//! @ai:module:intent Fixed table order, indexes and reporting views of the CRM database
//! @ai:module:layer domain
//! @ai:module:stateless true

/// Parents before children so foreign keys resolve during inserts.
pub const TABLE_ORDER: [&str; 8] = [
    "employees",
    "clients",
    "contacts",
    "projects",
    "project_assignments",
    "time_entries",
    "invoices",
    "expenses",
];

/// A statement that applies only when all of its tables exist.
pub struct Statement {
    pub name: &'static str,
    pub tables: &'static [&'static str],
    pub sql: &'static str,
}

pub const INDEXES: [Statement; 9] = [
    Statement {
        name: "idx_contacts_client",
        tables: &["contacts"],
        sql: "CREATE INDEX IF NOT EXISTS idx_contacts_client ON contacts(client_id)",
    },
    Statement {
        name: "idx_projects_client",
        tables: &["projects"],
        sql: "CREATE INDEX IF NOT EXISTS idx_projects_client ON projects(client_id)",
    },
    Statement {
        name: "idx_time_entries_project",
        tables: &["time_entries"],
        sql: "CREATE INDEX IF NOT EXISTS idx_time_entries_project ON time_entries(project_id)",
    },
    Statement {
        name: "idx_time_entries_employee",
        tables: &["time_entries"],
        sql: "CREATE INDEX IF NOT EXISTS idx_time_entries_employee ON time_entries(employee_id)",
    },
    Statement {
        name: "idx_invoices_client",
        tables: &["invoices"],
        sql: "CREATE INDEX IF NOT EXISTS idx_invoices_client ON invoices(client_id)",
    },
    Statement {
        name: "idx_invoices_project",
        tables: &["invoices"],
        sql: "CREATE INDEX IF NOT EXISTS idx_invoices_project ON invoices(project_id)",
    },
    Statement {
        name: "idx_expenses_project",
        tables: &["expenses"],
        sql: "CREATE INDEX IF NOT EXISTS idx_expenses_project ON expenses(project_id)",
    },
    Statement {
        name: "idx_clients_code",
        tables: &["clients"],
        sql: "CREATE INDEX IF NOT EXISTS idx_clients_code ON clients(code)",
    },
    Statement {
        name: "idx_invoices_number",
        tables: &["invoices"],
        sql: "CREATE INDEX IF NOT EXISTS idx_invoices_number ON invoices(invoice_number)",
    },
];

pub const VIEWS: [Statement; 3] = [
    Statement {
        name: "v_project_summary",
        tables: &["projects", "clients", "employees", "time_entries", "expenses"],
        sql: "CREATE VIEW IF NOT EXISTS v_project_summary AS
            SELECT
                p.id,
                p.name AS project_name,
                c.name AS client_name,
                c.code AS client_code,
                p.type,
                p.status,
                p.budget_net,
                p.start_date,
                p.end_date,
                e.name AS lead_name,
                COALESCE(SUM(t.hours), 0) AS total_hours,
                COALESCE(SUM(exp.amount_net), 0) AS total_expenses
            FROM projects p
            LEFT JOIN clients c ON p.client_id = c.id
            LEFT JOIN employees e ON p.lead_employee_id = e.id
            LEFT JOIN time_entries t ON p.id = t.project_id
            LEFT JOIN expenses exp ON p.id = exp.project_id
            GROUP BY p.id",
    },
    Statement {
        name: "v_client_revenue",
        tables: &["clients", "invoices"],
        sql: "CREATE VIEW IF NOT EXISTS v_client_revenue AS
            SELECT
                c.id,
                c.code,
                c.name,
                c.industry,
                c.status,
                COUNT(DISTINCT i.id) AS invoice_count,
                COALESCE(SUM(i.amount_net), 0) AS total_revenue_net,
                COALESCE(SUM(i.amount_gross), 0) AS total_revenue_gross
            FROM clients c
            LEFT JOIN invoices i ON c.id = i.client_id AND i.status = 'paid'
            GROUP BY c.id",
    },
    Statement {
        name: "v_employee_hours",
        tables: &["employees", "time_entries"],
        sql: "CREATE VIEW IF NOT EXISTS v_employee_hours AS
            SELECT
                e.id,
                e.name,
                e.role,
                e.hourly_rate,
                COALESCE(SUM(t.hours), 0) AS total_hours,
                COALESCE(SUM(t.hours * e.hourly_rate), 0) AS total_value
            FROM employees e
            LEFT JOIN time_entries t ON e.id = t.employee_id
            GROUP BY e.id",
    },
];
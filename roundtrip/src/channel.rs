/*!
 * Control Channel
 * One byte per message over a long-lived stream; the byte is the token.
 */

use std::io::{self, Read, Write};
use std::mem;
use std::net::{SocketAddrV4, TcpListener, TcpStream};
use std::os::fd::{AsRawFd, FromRawFd, OwnedFd};

use tracing::info;

use crate::error::{Error, Result};
use crate::token::Token;

pub struct ControlChannel<S = TcpStream> {
    stream: S,
}

impl<S: Read + Write> ControlChannel<S> {
    pub fn new(stream: S) -> Self {
        Self { stream }
    }

    /// Blocks until the transport has taken the byte.
    pub fn send_token(&mut self, token: Token) -> Result<()> {
        let buf = [token.0];
        loop {
            match self.stream.write(&buf) {
                Ok(0) => continue,
                Ok(_) => return Ok(()),
                Err(e) if is_transient(&e) => continue,
                Err(e) => return Err(Error::Send(e)),
            }
        }
    }

    /// Blocks until exactly one byte arrives.
    ///
    /// A zero-length read on a blocking stream is end-of-stream, so it ends
    /// the run instead of being retried forever.
    pub fn receive_token(&mut self) -> Result<Token> {
        let mut buf = [0u8; 1];
        loop {
            match self.stream.read(&mut buf) {
                Ok(0) => return Err(Error::ChannelClosed),
                Ok(_) => return Ok(Token(buf[0])),
                Err(e) if is_transient(&e) => continue,
                Err(e) => return Err(Error::Receive(e)),
            }
        }
    }

    pub fn get_ref(&self) -> &S {
        &self.stream
    }

    pub fn into_inner(self) -> S {
        self.stream
    }
}

fn is_transient(e: &io::Error) -> bool {
    matches!(
        e.kind(),
        io::ErrorKind::Interrupted | io::ErrorKind::WouldBlock
    )
}

/// socket + SO_REUSEADDR + bind + listen with an explicit backlog.
pub fn listen(addr: SocketAddrV4, backlog: i32) -> Result<TcpListener> {
    let bind_err = |source| Error::Bind { addr, source };

    unsafe {
        let fd = libc::socket(libc::AF_INET, libc::SOCK_STREAM | libc::SOCK_CLOEXEC, 0);
        if fd < 0 {
            return Err(bind_err(io::Error::last_os_error()));
        }
        let fd = OwnedFd::from_raw_fd(fd);

        let on: libc::c_int = 1;
        if libc::setsockopt(
            fd.as_raw_fd(),
            libc::SOL_SOCKET,
            libc::SO_REUSEADDR,
            &on as *const libc::c_int as *const libc::c_void,
            mem::size_of::<libc::c_int>() as libc::socklen_t,
        ) != 0
        {
            return Err(Error::SocketOption {
                option: "SO_REUSEADDR",
                source: io::Error::last_os_error(),
            });
        }

        let sin = sockaddr_in(addr);
        if libc::bind(
            fd.as_raw_fd(),
            &sin as *const libc::sockaddr_in as *const libc::sockaddr,
            mem::size_of::<libc::sockaddr_in>() as libc::socklen_t,
        ) != 0
        {
            return Err(bind_err(io::Error::last_os_error()));
        }

        if libc::listen(fd.as_raw_fd(), backlog) != 0 {
            return Err(bind_err(io::Error::last_os_error()));
        }

        let listener = TcpListener::from(fd);
        info!(addr = %addr, backlog, "listening");
        Ok(listener)
    }
}

fn sockaddr_in(addr: SocketAddrV4) -> libc::sockaddr_in {
    let mut sin: libc::sockaddr_in = unsafe { mem::zeroed() };
    sin.sin_family = libc::AF_INET as libc::sa_family_t;
    sin.sin_port = addr.port().to_be();
    sin.sin_addr = libc::in_addr {
        s_addr: u32::from(*addr.ip()).to_be(),
    };
    sin
}

/// Take exactly one connection off `listener`.
pub fn accept(listener: &TcpListener) -> Result<ControlChannel> {
    let (stream, peer) = listener.accept().map_err(Error::Accept)?;
    set_nodelay(&stream)?;
    info!(peer = %peer, "control connection accepted");
    Ok(ControlChannel::new(stream))
}

pub fn connect(addr: SocketAddrV4) -> Result<ControlChannel> {
    let stream = TcpStream::connect(addr).map_err(|source| Error::Connect { addr, source })?;
    set_nodelay(&stream)?;
    info!(addr = %addr, "control connection established");
    Ok(ControlChannel::new(stream))
}

fn set_nodelay(stream: &TcpStream) -> Result<()> {
    stream.set_nodelay(true).map_err(|source| Error::SocketOption {
        option: "TCP_NODELAY",
        source,
    })
}
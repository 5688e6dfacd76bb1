/*!
 * Shared Buffer
 * POSIX shm object of SLOT_COUNT * CHUNK bytes, mapped MAP_SHARED in both processes.
 *
 * No lock guards the slots. The server writes slot b, then sends token b;
 * the client reads slot b only after receiving it. The control channel's
 * ordering is what keeps the two sides off the same slot at the same time.
 */

use std::ffi::CString;
use std::os::fd::{AsRawFd, FromRawFd, OwnedFd};
use std::ptr::{self, NonNull};
use std::slice;
use std::sync::atomic::{fence, Ordering};

use tracing::{debug, info, warn};

use crate::error::{Error, Result};
use crate::token::slot_range;
use crate::SHM_SIZE;

pub struct SharedBuffer {
    base: NonNull<u8>,
    name: String,
    c_name: CString,
    // Creator unlinks the name on drop
    owner: bool,
    _fd: OwnedFd,
}

// The mapping is process-wide; moving the handle to another thread is fine.
unsafe impl Send for SharedBuffer {}

impl SharedBuffer {
    /// Server side: drop any stale object, create a fresh one and size it.
    pub fn create(name: &str) -> Result<Self> {
        let c_name = c_name(name)?;

        unsafe {
            // Leftover from a crashed run; absence is fine.
            libc::shm_unlink(c_name.as_ptr());

            let fd = libc::shm_open(c_name.as_ptr(), libc::O_CREAT | libc::O_RDWR, 0o666);
            if fd < 0 {
                return Err(Error::shm("shm_open", name));
            }
            let fd = OwnedFd::from_raw_fd(fd);

            if libc::ftruncate(fd.as_raw_fd(), SHM_SIZE as libc::off_t) != 0 {
                let err = Error::shm("ftruncate", name);
                libc::shm_unlink(c_name.as_ptr());
                return Err(err);
            }

            let buffer = Self::map(fd, name, c_name, true)?;
            info!(shm = %name, size = SHM_SIZE, "shared buffer created");
            Ok(buffer)
        }
    }

    /// Client side: open the server's object; never creates or resizes it.
    pub fn open(name: &str) -> Result<Self> {
        let c_name = c_name(name)?;

        unsafe {
            let fd = libc::shm_open(c_name.as_ptr(), libc::O_RDWR, 0o666);
            if fd < 0 {
                return Err(Error::shm("shm_open", name));
            }
            let fd = OwnedFd::from_raw_fd(fd);

            let mut st: libc::stat = std::mem::zeroed();
            if libc::fstat(fd.as_raw_fd(), &mut st) != 0 {
                return Err(Error::shm("fstat", name));
            }
            let actual = st.st_size as usize;
            if actual < SHM_SIZE {
                return Err(Error::ShmTooSmall {
                    name: name.to_string(),
                    actual,
                    required: SHM_SIZE,
                });
            }

            let buffer = Self::map(fd, name, c_name, false)?;
            info!(shm = %name, size = SHM_SIZE, "shared buffer opened");
            Ok(buffer)
        }
    }

    unsafe fn map(fd: OwnedFd, name: &str, c_name: CString, owner: bool) -> Result<Self> {
        let ptr = libc::mmap(
            ptr::null_mut(),
            SHM_SIZE,
            libc::PROT_READ | libc::PROT_WRITE,
            libc::MAP_SHARED,
            fd.as_raw_fd(),
            0,
        );
        if ptr == libc::MAP_FAILED {
            let err = Error::shm("mmap", name);
            if owner {
                libc::shm_unlink(c_name.as_ptr());
            }
            return Err(err);
        }

        Ok(Self {
            base: NonNull::new_unchecked(ptr as *mut u8),
            name: name.to_string(),
            c_name,
            owner,
            _fd: fd,
        })
    }

    pub fn name(&self) -> &str {
        &self.name
    }

    /// Fill slot `index` with `value`.
    pub fn write_slot(&mut self, index: usize, value: u8) -> Result<()> {
        let range = slot_range(index)?;
        unsafe {
            ptr::write_bytes(self.base.as_ptr().add(range.start), value, range.len());
        }
        Ok(())
    }

    pub fn read_slot(&self, index: usize) -> Result<&[u8]> {
        let range = slot_range(index)?;
        unsafe {
            Ok(slice::from_raw_parts(
                self.base.as_ptr().add(range.start),
                range.len(),
            ))
        }
    }

    /// Check every byte of slot `index` equals `expected`.
    pub fn verify_slot(&self, index: usize, expected: u8) -> Result<()> {
        let bytes = self.read_slot(index)?;
        match bytes.iter().position(|&b| b != expected) {
            None => Ok(()),
            Some(offset) => Err(Error::IntegrityViolation {
                slot: index,
                offset,
                expected,
                found: bytes[offset],
            }),
        }
    }

    /// Orders slot stores before the token that announces them.
    #[inline]
    pub fn publish(&self) {
        fence(Ordering::Release);
    }

    /// Orders slot loads after the token that announced them.
    #[inline]
    pub fn acquire(&self) {
        fence(Ordering::Acquire);
    }
}

impl Drop for SharedBuffer {
    fn drop(&mut self) {
        unsafe {
            if libc::munmap(self.base.as_ptr() as *mut libc::c_void, SHM_SIZE) != 0 {
                warn!(shm = %self.name, error = %std::io::Error::last_os_error(), "munmap failed");
            }
            if self.owner {
                libc::shm_unlink(self.c_name.as_ptr());
                debug!(shm = %self.name, "shared buffer unlinked");
            }
        }
    }
}

fn c_name(name: &str) -> Result<CString> {
    CString::new(name)
        .map_err(|_| Error::Config(format!("shared memory name {:?} contains a NUL byte", name)))
}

### EXERCISE REQUIREMENTS
Output the lines above between the one holding "name on drop" and the one holding "let buffer = Self::map(fd, name, c_name, true)?;", inclusive, with nothing before or after them.

### ANSWER BOX
    // Creator unlinks the name on drop
    owner: bool,
    _fd: OwnedFd,
}

// The mapping is process-wide; moving the handle to another thread is fine.
unsafe impl Send for SharedBuffer {}

impl SharedBuffer {
    /// Server side: drop any stale object, create a fresh one and size it.
    pub fn create(name: &str) -> Result<Self> {
        let c_name = c_name(name)?;

        unsafe {
            // Leftover from a crashed run; absence is fine.
            libc::shm_unlink(c_name.as_ptr());

            let fd = libc::shm_open(c_name.as_ptr(), libc::O_CREAT | libc::O_RDWR, 0o666);
            if fd < 0 {
                return Err(Error::shm("shm_open", name));
            }
            let fd = OwnedFd::from_raw_fd(fd);

            if libc::ftruncate(fd.as_raw_fd(), SHM_SIZE as libc::off_t) != 0 {
                let err = Error::shm("ftruncate", name);
                libc::shm_unlink(c_name.as_ptr());
                return Err(err);
            }

            let buffer = Self::map(fd, name, c_name, true)?;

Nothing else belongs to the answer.